Strategic Management of Product Recovery

by Michael W. Toffel

Abstract

Manufacturers of an expanding range of durable products are facing regulatory and market pressures to manage the products they manufactured upon their end of life (EOL). In part, this attention is motivated by a growing number of countries—especially across Europe and East Asia—that are enacting legislation that imposes greater responsibilities on manufacturers for managing their EOL products. Even in non-regulated markets, however, some manufacturers are engaging in EOL product recovery to reduce production costs, promote an image of environmental responsibility, meet changing customer expectations, protect aftermarkets, and preempt pending legislation or regulations.
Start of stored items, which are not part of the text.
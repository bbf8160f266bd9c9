//! sprsplit - split sprite sheets into named, canvas-sized PNGs

use std::process::ExitCode;

use spritesplit::cli;
use tracing_subscriber::EnvFilter;

fn main() -> ExitCode {
    tracing_subscriber::fmt()
        .with_writer(std::io::stderr)
        .with_env_filter(
            EnvFilter::try_from_default_env().unwrap_or_else(|_| EnvFilter::new("spritesplit=warn")),
        )
        .init();

    cli::run()
}
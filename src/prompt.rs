//! Prompt parsing
//!
//! A batch prompt is free text describing the items drawn on the sheet. Item
//! names are the bulleted lines; everything else is ignored. The order of the
//! returned names is the priority order used for fallback naming.

use regex::Regex;
use std::fs;
use std::path::Path;
use std::sync::OnceLock;
use thiserror::Error;

/// Error reading a prompt file
#[derive(Debug, Error)]
#[non_exhaustive]
pub enum PromptError {
    /// Prompt file could not be read
    #[error("Failed to read prompt '{path}': {source}")]
    Io {
        path: String,
        #[source]
        source: std::io::Error,
    },
}

/// `1. name` and `1) name`
static NUMBERED: OnceLock<Regex> = OnceLock::new();
/// `- name` and `* name`
static BULLETED: OnceLock<Regex> = OnceLock::new();
/// Trailing parenthesized note, `Bed (with rails)`
static ANNOTATION: OnceLock<Regex> = OnceLock::new();

fn numbered() -> &'static Regex {
    NUMBERED.get_or_init(|| Regex::new(r"^\d+[.)]\s*(.+)$").expect("numbered bullet pattern"))
}

fn bulleted() -> &'static Regex {
    BULLETED.get_or_init(|| Regex::new(r"^[-*]\s*(.+)$").expect("dash bullet pattern"))
}

fn annotation() -> &'static Regex {
    ANNOTATION.get_or_init(|| Regex::new(r"\s*\([^)]*\)\s*$").expect("annotation pattern"))
}

/// Parse prompt text into an ordered list of item names.
///
/// Recognizes `1. name`, `1) name`, `- name` and `* name`; a trailing
/// parenthesized note (`- Bed (with rails)`) is removed. Duplicates are kept.
/// Lines that are not bullets are skipped. A bullet holding only a note
/// yields an empty name so later names keep their positions.
pub fn parse_prompt(text: &str) -> Vec<String> {
    text.lines().filter_map(parse_line).collect()
}

fn parse_line(line: &str) -> Option<String> {
    let line = line.trim();
    if line.is_empty() {
        return None;
    }

    let captured = numbered()
        .captures(line)
        .or_else(|| bulleted().captures(line))
        .and_then(|caps| caps.get(1))?;

    let name = annotation().replace(captured.as_str().trim(), "");
    Some(name.trim().to_string())
}

/// Read a prompt file and parse its item names.
pub fn read_prompt(path: &Path) -> Result<Vec<String>, PromptError> {
    let text = fs::read_to_string(path)
        .map_err(|source| PromptError::Io { path: path.display().to_string(), source })?;
    Ok(parse_prompt(&text))
}
//! Sprite segmentation for transparent sprite sheets.
//!
//! A sheet is split into its external connected opaque regions. Each region's
//! bounding box becomes a candidate sprite, and candidates that look like
//! anti-aliasing specks or stray text glyphs are filtered out.

use image::{imageops, RgbaImage};
use std::collections::VecDeque;
use std::path::Path;
use thiserror::Error;

use crate::canvas::{classify, CanvasSize};

/// Error loading a sheet for segmentation
#[derive(Debug, Error)]
#[non_exhaustive]
pub enum SegmentError {
    /// Image could not be opened or decoded
    #[error("Failed to load image '{path}': {source}")]
    Image {
        path: String,
        #[source]
        source: image::ImageError,
    },
}

/// Thresholds for the opacity mask and the validity filter.
#[derive(Debug, Clone, PartialEq)]
pub struct SegmentOptions {
    /// Pixels with alpha strictly above this are opaque
    pub alpha_threshold: u8,
    /// Minimum bounding-box area in px²
    pub min_area: u32,
    /// Minimum width and height
    pub min_side: u32,
    /// Maximum w/h (and minimum of its inverse)
    pub max_aspect: f64,
    /// Minimum opaque pixels inside the bounding box
    pub min_opaque: u32,
    /// Row height used to put sprites in reading order
    pub row_bucket: u32,
}

impl Default for SegmentOptions {
    fn default() -> Self {
        Self {
            alpha_threshold: 10,
            min_area: 100,
            min_side: 8,
            max_aspect: 8.0,
            min_opaque: 50,
            row_bucket: 50,
        }
    }
}

/// A sprite cut out of a sheet.
#[derive(Debug, Clone)]
pub struct Sprite {
    /// Pixels of the bounding box, copied from the sheet
    pub pixels: RgbaImage,
    pub x: u32,
    pub y: u32,
    pub w: u32,
    pub h: u32,
    pub center_x: u32,
    pub center_y: u32,
    /// Output canvas chosen from the aspect ratio
    pub canvas: CanvasSize,
    /// Opaque pixels inside the bounding box
    pub opaque_pixels: u32,
}

impl Sprite {
    /// Reading-order key: row bucket of `row_bucket` pixels, then x.
    pub fn reading_key(&self, row_bucket: u32) -> (u32, u32) {
        (self.y / row_bucket.max(1), self.x)
    }
}

/// Bounding box of one connected component.
#[derive(Debug, Clone, Copy, PartialEq, Eq)]
struct Component {
    min_x: u32,
    min_y: u32,
    max_x: u32,
    max_y: u32,
    external: bool,
}

impl Component {
    fn width(&self) -> u32 {
        self.max_x - self.min_x + 1
    }

    fn height(&self) -> u32 {
        self.max_y - self.min_y + 1
    }
}

/// Check a candidate against the validity filter.
pub fn is_valid_sprite(w: u32, h: u32, opaque_pixels: u32, options: &SegmentOptions) -> bool {
    if w * h < options.min_area {
        return false;
    }
    if w < options.min_side || h < options.min_side {
        return false;
    }

    let ratio = if h > 0 { w as f64 / h as f64 } else { f64::INFINITY };
    if ratio > options.max_aspect || ratio < 1.0 / options.max_aspect {
        return false;
    }

    opaque_pixels >= options.min_opaque
}

/// Open an image file and segment it.
///
/// Images without an alpha channel yield no sprites.
pub fn segment_file(path: &Path, options: &SegmentOptions) -> Result<Vec<Sprite>, SegmentError> {
    let img = image::open(path)
        .map_err(|source| SegmentError::Image { path: path.display().to_string(), source })?;

    if !img.color().has_alpha() {
        tracing::warn!(path = %path.display(), "image has no alpha channel, no sprites extracted");
        return Ok(Vec::new());
    }

    Ok(segment_image(&img.to_rgba8(), options))
}

/// Split an RGBA sheet into sprites.
///
/// Sprites come back in reading order: rows of `row_bucket` pixels top to
/// bottom, left to right within a row. Components nested inside a hole of
/// another component are not external and are skipped. A sheet without any
/// transparent pixel has no background and yields nothing.
pub fn segment_image(image: &RgbaImage, options: &SegmentOptions) -> Vec<Sprite> {
    let (width, height) = image.dimensions();
    if width == 0 || height == 0 {
        return Vec::new();
    }

    let mask: Vec<bool> = image.pixels().map(|p| p.0[3] > options.alpha_threshold).collect();
    if mask.iter().all(|&opaque| opaque) {
        tracing::warn!(width, height, "sheet has no transparent pixels, no sprites extracted");
        return Vec::new();
    }

    let outside = outer_background(&mask, width, height);
    let components = find_components(&mask, &outside, width, height);

    let mut sprites = Vec::new();
    for comp in components.into_iter().filter(|c| c.external) {
        let (w, h) = (comp.width(), comp.height());
        let opaque = count_opaque(&mask, width, comp.min_x, comp.min_y, w, h);

        if !is_valid_sprite(w, h, opaque, options) {
            tracing::debug!(x = comp.min_x, y = comp.min_y, w, h, opaque, "rejected component");
            continue;
        }

        sprites.push(Sprite {
            pixels: imageops::crop_imm(image, comp.min_x, comp.min_y, w, h).to_image(),
            x: comp.min_x,
            y: comp.min_y,
            w,
            h,
            center_x: comp.min_x + w / 2,
            center_y: comp.min_y + h / 2,
            canvas: classify(w, h),
            opaque_pixels: opaque,
        });
    }

    sprites.sort_by_key(|s| s.reading_key(options.row_bucket));
    sprites
}

/// Flood the transparent background reachable from the image border.
///
/// Uses 4-connectivity, the dual of the 8-connected foreground, so a
/// diagonal-closed ring still encloses its hole.
fn outer_background(mask: &[bool], width: u32, height: u32) -> Vec<bool> {
    let idx = |x: u32, y: u32| (y * width + x) as usize;
    let mut outside = vec![false; mask.len()];
    let mut queue = VecDeque::new();

    let seed = |x: u32, y: u32, outside: &mut Vec<bool>, queue: &mut VecDeque<(u32, u32)>| {
        let i = idx(x, y);
        if !mask[i] && !outside[i] {
            outside[i] = true;
            queue.push_back((x, y));
        }
    };

    for x in 0..width {
        seed(x, 0, &mut outside, &mut queue);
        seed(x, height - 1, &mut outside, &mut queue);
    }
    for y in 0..height {
        seed(0, y, &mut outside, &mut queue);
        seed(width - 1, y, &mut outside, &mut queue);
    }

    while let Some((x, y)) = queue.pop_front() {
        for (nx, ny) in neighbors4(x, y, width, height) {
            let i = idx(nx, ny);
            if !mask[i] && !outside[i] {
                outside[i] = true;
                queue.push_back((nx, ny));
            }
        }
    }

    outside
}

/// Label 8-connected opaque components in raster order.
fn find_components(mask: &[bool], outside: &[bool], width: u32, height: u32) -> Vec<Component> {
    let idx = |x: u32, y: u32| (y * width + x) as usize;
    let mut visited = vec![false; mask.len()];
    let mut components = Vec::new();
    let mut queue = VecDeque::new();

    for sy in 0..height {
        for sx in 0..width {
            let start = idx(sx, sy);
            if !mask[start] || visited[start] {
                continue;
            }

            let mut comp =
                Component { min_x: sx, min_y: sy, max_x: sx, max_y: sy, external: false };
            visited[start] = true;
            queue.push_back((sx, sy));

            while let Some((x, y)) = queue.pop_front() {
                comp.min_x = comp.min_x.min(x);
                comp.min_y = comp.min_y.min(y);
                comp.max_x = comp.max_x.max(x);
                comp.max_y = comp.max_y.max(y);

                if !comp.external {
                    let on_border = x == 0 || y == 0 || x == width - 1 || y == height - 1;
                    comp.external = on_border
                        || neighbors4(x, y, width, height).any(|(nx, ny)| outside[idx(nx, ny)]);
                }

                for (nx, ny) in neighbors8(x, y, width, height) {
                    let i = idx(nx, ny);
                    if mask[i] && !visited[i] {
                        visited[i] = true;
                        queue.push_back((nx, ny));
                    }
                }
            }

            components.push(comp);
        }
    }

    components
}

fn count_opaque(mask: &[bool], width: u32, x: u32, y: u32, w: u32, h: u32) -> u32 {
    let mut count = 0;
    for row in y..y + h {
        let start = (row * width + x) as usize;
        count += mask[start..start + w as usize].iter().filter(|&&m| m).count() as u32;
    }
    count
}

fn neighbors4(x: u32, y: u32, width: u32, height: u32) -> impl Iterator<Item = (u32, u32)> {
    const OFFSETS: [(i64, i64); 4] = [(0, -1), (-1, 0), (1, 0), (0, 1)];
    offset_neighbors(x, y, width, height, &OFFSETS)
}

fn neighbors8(x: u32, y: u32, width: u32, height: u32) -> impl Iterator<Item = (u32, u32)> {
    const OFFSETS: [(i64, i64); 8] =
        [(-1, -1), (0, -1), (1, -1), (-1, 0), (1, 0), (-1, 1), (0, 1), (1, 1)];
    offset_neighbors(x, y, width, height, &OFFSETS)
}

fn offset_neighbors(
    x: u32,
    y: u32,
    width: u32,
    height: u32,
    offsets: &'static [(i64, i64)],
) -> impl Iterator<Item = (u32, u32)> {
    offsets.iter().filter_map(move |&(dx, dy)| {
        let nx = x as i64 + dx;
        let ny = y as i64 + dy;
        if nx >= 0 && ny >= 0 && nx < width as i64 && ny < height as i64 {
            Some((nx as u32, ny as u32))
        } else {
            None
        }
    })
}
//! Publishing a finished batch with git.
//!
//! Runs `git add .`, `git commit` and `git push` in the directory that holds
//! the output directory. Nothing here touches the files already written: a
//! failed step is reported and the batch stays as it is on disk.

use std::path::{Path, PathBuf};
use std::process::Command;

/// Error from the publish step.
#[derive(Debug, thiserror::Error)]
#[non_exhaustive]
pub enum PublishError {
    /// git is not on PATH
    #[error("git not found on PATH")]
    GitNotFound,
    /// git could not be started
    #[error("Failed to run git {step}: {source}")]
    Spawn {
        step: &'static str,
        #[source]
        source: std::io::Error,
    },
    /// A git step exited unsuccessfully
    #[error("git {step} failed ({status}): {stderr}")]
    Failed { step: &'static str, status: String, stderr: String },
}

/// Directory the git commands run in: the parent of the output directory.
pub fn repository_dir(output_dir: &Path) -> PathBuf {
    match output_dir.parent() {
        Some(parent) if !parent.as_os_str().is_empty() => parent.to_path_buf(),
        _ => PathBuf::from("."),
    }
}

/// Commit message for a batch.
pub fn commit_message(batch: &str) -> String {
    format!("Add sprites from {}", batch)
}

/// Commits and pushes the working tree.
#[derive(Debug, Clone)]
pub struct Publisher {
    program: PathBuf,
    repo: PathBuf,
}

impl Publisher {
    pub fn new(program: impl Into<PathBuf>, repo: impl Into<PathBuf>) -> Self {
        Self { program: program.into(), repo: repo.into() }
    }

    /// Find git on PATH and target the repository holding `output_dir`.
    pub fn for_output(output_dir: &Path) -> Result<Self, PublishError> {
        let program = which::which("git").map_err(|_| PublishError::GitNotFound)?;
        Ok(Self::new(program, repository_dir(output_dir)))
    }

    pub fn repo(&self) -> &Path {
        &self.repo
    }

    /// Stage everything, commit and push. Stops at the first failing step.
    pub fn publish(&self, batch: &str) -> Result<(), PublishError> {
        self.git("add", &["add", "."])?;
        self.git("commit", &["commit", "-m", &commit_message(batch)])?;
        self.git("push", &["push"])?;
        tracing::info!(repo = %self.repo.display(), batch, "published batch");
        Ok(())
    }

    fn git(&self, step: &'static str, args: &[&str]) -> Result<(), PublishError> {
        tracing::debug!(step, ?args, "running git");
        let output = Command::new(&self.program)
            .args(args)
            .current_dir(&self.repo)
            .output()
            .map_err(|source| PublishError::Spawn { step, source })?;

        if !output.status.success() {
            return Err(PublishError::Failed {
                step,
                status: output.status.to_string(),
                stderr: String::from_utf8_lossy(&output.stderr).trim().to_string(),
            });
        }
        Ok(())
    }
}
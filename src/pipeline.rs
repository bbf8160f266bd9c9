//! Batch orchestration.
//!
//! One batch reads a prompt, a labeled reference image and a composite
//! image, cuts the composite into named sprites and appends them to the
//! output directory's index. Stages run in a fixed order:
//!
//! 1. parse the prompt
//! 2. read and merge labels from the reference image
//! 3. segment the composite
//! 4. name the sprites
//! 5. write the sprites and the updated index
//!
//! Missing or undecodable inputs abort before anything is written. A
//! malformed index aborts before any sprite is written. If a sprite or the
//! index fails to write, the sprites already written by the batch are
//! removed again so files and index stay in step.

use std::path::{Path, PathBuf};
use std::time::Instant;

use crate::config::SplitConfig;
use crate::index::{today, IndexError, SourceRecord, SpriteIndex, INDEX_FILENAME};
use crate::matcher::{match_names, Evidence, MatchOptions};
use crate::ocr::merge::DEFAULT_MERGE_DISTANCE;
use crate::ocr::{merge_labels, LabelExtractor};
use crate::output::{render_sprite, OutputError};
use crate::progress::{BatchEvent, ProgressReporter, STAGE_COUNT};
use crate::prompt::{read_prompt, PromptError};
use crate::segment::{segment_file, SegmentError, SegmentOptions};

/// Error that aborts a batch.
#[derive(Debug, thiserror::Error)]
#[non_exhaustive]
pub enum BatchError {
    /// A required input file does not exist
    #[error("{kind} file not found: {}", path.display())]
    MissingInput { kind: &'static str, path: PathBuf },
    /// An input image exists but cannot be decoded
    #[error("{kind} image is unreadable: {}: {source}", path.display())]
    UnreadableInput {
        kind: &'static str,
        path: PathBuf,
        #[source]
        source: image::ImageError,
    },
    #[error(transparent)]
    Prompt(#[from] PromptError),
    #[error(transparent)]
    Segment(#[from] SegmentError),
    #[error("Failed to write sprite: {0}")]
    Output(#[from] OutputError),
    #[error(transparent)]
    Index(#[from] IndexError),
    #[error("IO error: {0}")]
    Io(#[from] std::io::Error),
}

/// Files making up one batch.
#[derive(Debug, Clone)]
pub struct BatchInputs {
    /// Prompt listing the item names
    pub prompt: PathBuf,
    /// Reference image with text labels (OCR input)
    pub origin: PathBuf,
    /// Composite image on a transparent background (segmentation input)
    pub renew: PathBuf,
    /// Output directory holding sprites and the index
    pub output: PathBuf,
}

impl BatchInputs {
    /// Batch name: the directory the prompt lives in.
    pub fn batch_name(&self) -> String {
        self.prompt
            .parent()
            .and_then(Path::file_name)
            .map(|n| n.to_string_lossy().into_owned())
            .unwrap_or_default()
    }

    /// Path of the index inside the output directory.
    pub fn index_path(&self, options: &BatchOptions) -> PathBuf {
        self.output.join(&options.index_file)
    }

    /// Every input must exist, and both images must have a readable header.
    fn check_inputs(&self) -> Result<(), BatchError> {
        for (kind, path) in [("Prompt", &self.prompt), ("Origin", &self.origin), ("Renew", &self.renew)]
        {
            if !path.is_file() {
                return Err(BatchError::MissingInput { kind, path: path.clone() });
            }
        }
        for (kind, path) in [("Origin", &self.origin), ("Renew", &self.renew)] {
            image::image_dimensions(path).map_err(|source| BatchError::UnreadableInput {
                kind,
                path: path.clone(),
                source,
            })?;
        }
        Ok(())
    }
}

/// Tunables for a batch.
#[derive(Debug, Clone, PartialEq)]
pub struct BatchOptions {
    pub segment: SegmentOptions,
    pub matching: MatchOptions,
    pub merge_distance: i32,
    pub index_file: String,
}

impl Default for BatchOptions {
    fn default() -> Self {
        Self {
            segment: SegmentOptions::default(),
            matching: MatchOptions::default(),
            merge_distance: DEFAULT_MERGE_DISTANCE,
            index_file: INDEX_FILENAME.to_string(),
        }
    }
}

impl BatchOptions {
    pub fn from_config(config: &SplitConfig) -> Self {
        Self {
            segment: config.segment_options(),
            matching: config.match_options(),
            merge_distance: config.matching.merge_distance,
            index_file: config.output.index_file.clone(),
        }
    }
}

/// A sprite written by the batch.
#[derive(Debug, Clone, PartialEq)]
pub struct SavedSprite {
    pub filename: String,
    pub name: String,
    pub evidence: Evidence,
}

/// Outcome of a batch.
#[derive(Debug, Clone, PartialEq)]
pub struct BatchReport {
    pub batch: String,
    /// OCR backend used (`none` if OCR was skipped)
    pub backend: &'static str,
    /// Labels after merging
    pub labels: usize,
    /// Sprites written, in render order
    pub saved: Vec<SavedSprite>,
    /// Files in the index after the batch
    pub total_files: usize,
    pub index_path: PathBuf,
}

impl BatchReport {
    pub fn new_files(&self) -> impl Iterator<Item = &str> {
        self.saved.iter().map(|s| s.filename.as_str())
    }
}

fn stage(reporter: &dyn ProgressReporter, stage: usize, name: &str) {
    reporter.report(BatchEvent::StageStarted {
        stage,
        total: STAGE_COUNT,
        name: name.to_string(),
    });
}

/// Run one batch.
pub fn run_batch(
    inputs: &BatchInputs,
    options: &BatchOptions,
    extractor: &LabelExtractor,
    reporter: &dyn ProgressReporter,
) -> Result<BatchReport, BatchError> {
    let start = Instant::now();

    inputs.check_inputs()?;
    let batch = inputs.batch_name();
    tracing::info!(batch = %batch, "starting batch");

    stage(reporter, 1, "Parsing prompt");
    let prompt_names = read_prompt(&inputs.prompt)?;
    reporter.report(BatchEvent::PromptParsed { names: prompt_names.len() });

    stage(reporter, 2, "Reading labels");
    let raw = if extractor.is_available() {
        extractor.extract(&inputs.origin)
    } else {
        Vec::new()
    };
    let labels = merge_labels(&raw, options.merge_distance);
    reporter.report(BatchEvent::LabelsExtracted {
        backend: extractor.backend().to_string(),
        raw: raw.len(),
        merged: labels.len(),
    });

    stage(reporter, 3, "Segmenting sprites");
    let sprites = segment_file(&inputs.renew, &options.segment)?;
    reporter.report(BatchEvent::SpritesSegmented { count: sprites.len() });

    stage(reporter, 4, "Matching names");
    let mut named = match_names(&labels, sprites, &prompt_names, &options.matching);
    reporter.report(BatchEvent::SpritesMatched { count: named.len() });

    stage(reporter, 5, "Writing sprites");
    let index_path = inputs.index_path(options);
    std::fs::create_dir_all(&inputs.output)?;
    let mut index = SpriteIndex::load_or_new(&index_path)?;
    reporter.report(BatchEvent::IndexLoaded { files: index.len(), names: index.counts.len() });

    let row_bucket = options.matching.row_bucket;
    named.sort_by_key(|n| n.sprite.reading_key(row_bucket));

    let mut saved = Vec::with_capacity(named.len());
    for (i, item) in named.into_iter().enumerate() {
        let name = if item.name.is_empty() { format!("item{}", i + 1) } else { item.name };
        reporter.report(BatchEvent::SpriteNamed {
            position: i + 1,
            name: name.clone(),
            evidence: item.evidence.to_string(),
        });

        let seq = index.next_sequence(&name);
        let filename = match render_sprite(&item.sprite, &name, seq, &inputs.output) {
            Ok(filename) => filename,
            Err(e) => {
                remove_written(&inputs.output, &saved);
                return Err(e.into());
            }
        };
        index.add_file(filename.clone());
        reporter.report(BatchEvent::SpriteSaved { filename: filename.clone() });

        saved.push(SavedSprite { filename, name, evidence: item.evidence });
    }

    index.record_batch(SourceRecord {
        batch: batch.clone(),
        prompt: file_name(&inputs.prompt),
        origin: file_name(&inputs.origin),
        renew: file_name(&inputs.renew),
        sprites: saved.len(),
        date: today(),
    });
    if let Err(e) = index.save(&index_path) {
        remove_written(&inputs.output, &saved);
        return Err(e.into());
    }

    reporter.report(BatchEvent::BatchCompleted {
        batch: batch.clone(),
        new_files: saved.len(),
        total_files: index.len(),
        duration_ms: start.elapsed().as_millis() as u64,
    });

    Ok(BatchReport {
        batch,
        backend: extractor.backend(),
        labels: labels.len(),
        saved,
        total_files: index.len(),
        index_path,
    })
}

/// Delete the sprites a failed batch already wrote.
fn remove_written(out_dir: &Path, saved: &[SavedSprite]) {
    for sprite in saved {
        let path = out_dir.join(&sprite.filename);
        match std::fs::remove_file(&path) {
            Ok(()) => tracing::debug!(path = %path.display(), "removed sprite from failed batch"),
            Err(e) => {
                tracing::warn!(path = %path.display(), error = %e, "could not remove sprite")
            }
        }
    }
}

fn file_name(path: &Path) -> String {
    path.file_name().map(|n| n.to_string_lossy().into_owned()).unwrap_or_default()
}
This article leverages transaction cost economics, capabilities, and resource dependence theories to describe when manufacturers should directly engage in product recovery efforts versus when they should leave this task to independent firms. Technologies that enhance the productivity of product recovery, the level of uncertainty associated with reverse logistics, various manufacturing-related capabilities, the uniqueness of recovered assets, and the desire to avoid dependence on other organizations are key determinants that shape the industrial organization of EOL product recovery.

Keywords: Managerial Roles; Markets; Government Legislation; Customers; Cost Management; Economy; Assets; Governing Rules, Regulations, and Reforms; Product; Performance Productivity; Logistics; Risk and Uncertainty; Europe; Asia;

Citation:

Toffel, Michael W. "Strategic Management of Product Recovery." California Management Review 46, no. 2 (winter 2004).